In 1958, Telesistema Mexicano produced Senda Prohibida, the first Mexican telenovela. 60 years later, his successor Televisa has produced 740 telenovelas.
The formula has not changed much. A man and a woman fall in love but, for tragic reasons, they can not be together. After overcoming obstacles they finally get married.
15 years after exporting its first telenovela, Los ricos también lloran, Televisa found a rich market outside of Mexico. Of all the countries that export soap operas, Mexico sends the most, creating niches in other countries that speak Spanish, as well as in China, the Philippines, Israel and Saudi Arabia.
Televisa is not the only network that produces successful telenovelas. TV Azteca and Argos Comunicación also create first-class dramas.
Professional wrestling may be more Hollywood north of the border, and braver in other countries, but nowhere is it as moving as in Mexico.

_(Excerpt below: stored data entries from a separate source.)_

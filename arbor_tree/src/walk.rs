// Copyright 2025 the Arbor Authors
// SPDX-License-Identifier: Apache-2.0 OR MIT

//! Traversal and lookup over a [`Node`] tree.
//!
//! Traversals are pre-order and report each node's depth, with the root at
//! depth 0. The `visible` variants do not descend below collapsed nodes.

use crate::node::{Node, NodeId};

impl Node {
    /// Visit every node in pre-order.
    pub fn walk<'a>(&'a self, f: &mut impl FnMut(&'a Self, usize)) {
        self.walk_from(0, false, f);
    }

    /// Visit every node not hidden by a collapsed ancestor.
    pub fn walk_visible<'a>(&'a self, f: &mut impl FnMut(&'a Self, usize)) {
        self.walk_from(0, true, f);
    }

    fn walk_from<'a>(&'a self, depth: usize, visible: bool, f: &mut impl FnMut(&'a Self, usize)) {
        f(self, depth);
        let children = if visible {
            self.visible_children()
        } else {
            &self.children
        };
        for child in children {
            child.walk_from(depth + 1, visible, f);
        }
    }

    /// Mutably visit every node in pre-order.
    pub fn walk_mut(&mut self, f: &mut impl FnMut(&mut Self, usize)) {
        self.walk_mut_from(0, f);
    }

    fn walk_mut_from(&mut self, depth: usize, f: &mut impl FnMut(&mut Self, usize)) {
        f(self, depth);
        for child in &mut self.children {
            child.walk_mut_from(depth + 1, f);
        }
    }

    /// Find a node by id.
    pub fn find(&self, id: &NodeId) -> Option<&Self> {
        if &self.id == id {
            return Some(self);
        }
        self.children.iter().find_map(|c| c.find(id))
    }

    /// Find a node by id, mutably.
    pub fn find_mut(&mut self, id: &NodeId) -> Option<&mut Self> {
        if &self.id == id {
            return Some(self);
        }
        self.children.iter_mut().find_map(|c| c.find_mut(id))
    }

    /// Find the first node matching `predicate`, in pre-order.
    pub fn find_by(&self, predicate: &impl Fn(&Self) -> bool) -> Option<&Self> {
        if predicate(self) {
            return Some(self);
        }
        self.children.iter().find_map(|c| c.find_by(predicate))
    }

    /// Parent of the node with `id`.
    pub fn parent_of(&self, id: &NodeId) -> Option<&Self> {
        if self.children.iter().any(|c| &c.id == id) {
            return Some(self);
        }
        self.children.iter().find_map(|c| c.parent_of(id))
    }

    /// Nodes from the root down to the node with `id`, inclusive.
    pub fn path_to(&self, id: &NodeId) -> Option<Vec<&Self>> {
        if &self.id == id {
            return Some(vec![self]);
        }
        self.children.iter().find_map(|c| {
            let mut path = c.path_to(id)?;
            path.insert(0, self);
            Some(path)
        })
    }

    /// Depth of the node with `id`.
    pub fn depth_of(&self, id: &NodeId) -> Option<usize> {
        self.path_to(id).map(|p| p.len() - 1)
    }

    /// Ancestors of the node with `id`, root first, excluding the node.
    pub fn ancestors_of(&self, id: &NodeId) -> Option<Vec<&Self>> {
        let mut path = self.path_to(id)?;
        path.pop();
        Some(path)
    }

    /// All nodes below this one, in pre-order.
    pub fn descendants(&self) -> Vec<&Self> {
        let mut out = Vec::new();
        self.walk(&mut |n, depth| {
            if depth > 0 {
                out.push(n);
            }
        });
        out
    }

    /// Nodes without children.
    pub fn leaves(&self) -> Vec<&Self> {
        let mut out = Vec::new();
        self.walk(&mut |n, _| {
            if n.children.is_empty() {
                out.push(n);
            }
        });
        out
    }

    /// Number of levels, counting this node as one.
    pub fn tree_depth(&self) -> usize {
        1 + self.children.iter().map(Self::tree_depth).max().unwrap_or(0)
    }

    /// Total number of nodes.
    pub fn count(&self) -> usize {
        1 + self.children.iter().map(Self::count).sum::<usize>()
    }

    /// Whether `id` appears anywhere in this tree.
    pub fn contains(&self, id: &NodeId) -> bool {
        self.find(id).is_some()
    }

    /// Detach and return the descendant with `id`.
    ///
    /// The root itself is never removed.
    pub fn remove_descendant(&mut self, id: &NodeId) -> Option<Self> {
        if let Some(index) = self.children.iter().position(|c| &c.id == id) {
            return Some(self.children.remove(index));
        }
        self.children
            .iter_mut()
            .find_map(|c| c.remove_descendant(id))
    }
}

Those masks are not only fun to watch, they are a big part of the drama. Removing one from the opponent’s head is one of the greatest triumphs and the most exciting moments.
The meetings are held at the Mexico Arena in Mexico City on Thursdays (7:30 pm), Fridays (8:30 pm) and Sundays (5:00 pm).
10. Pious Lies
The deep fear of Mexicans to seem rude has given them a big aversion to saying the word “no”.
Instead, and unfortunately for those who are not familiar with the rules of courtesy in the country, we have developed a talent for pious lies that allow us to say yes to fulfill any request. Even if we can not do anything about it.
The pious lies can be as cliché as “The dog ate my homework” or as morbid as “My aunt suddenly developed pancreatic cancer”, but the grandfather of the kind lies is the “Right now”.
“Right now” literally means “in this moment”, but this is almost never the case. When a Mexican tells you he will do something “right now,” get ready to sit down, because the wait can be long.
Think of now as the Mexican art of late payment; It has been handed down from generation to generation a term that can mean everything from 10 minutes to up to three weeks.
The cousin of the right now is the “I’m going there”. This really means “I’m going to finish this TV show, maybe get out of the chair, call my sister, bathe, eat something and actually leave the house to see you”.
We warn you, we are very good at this!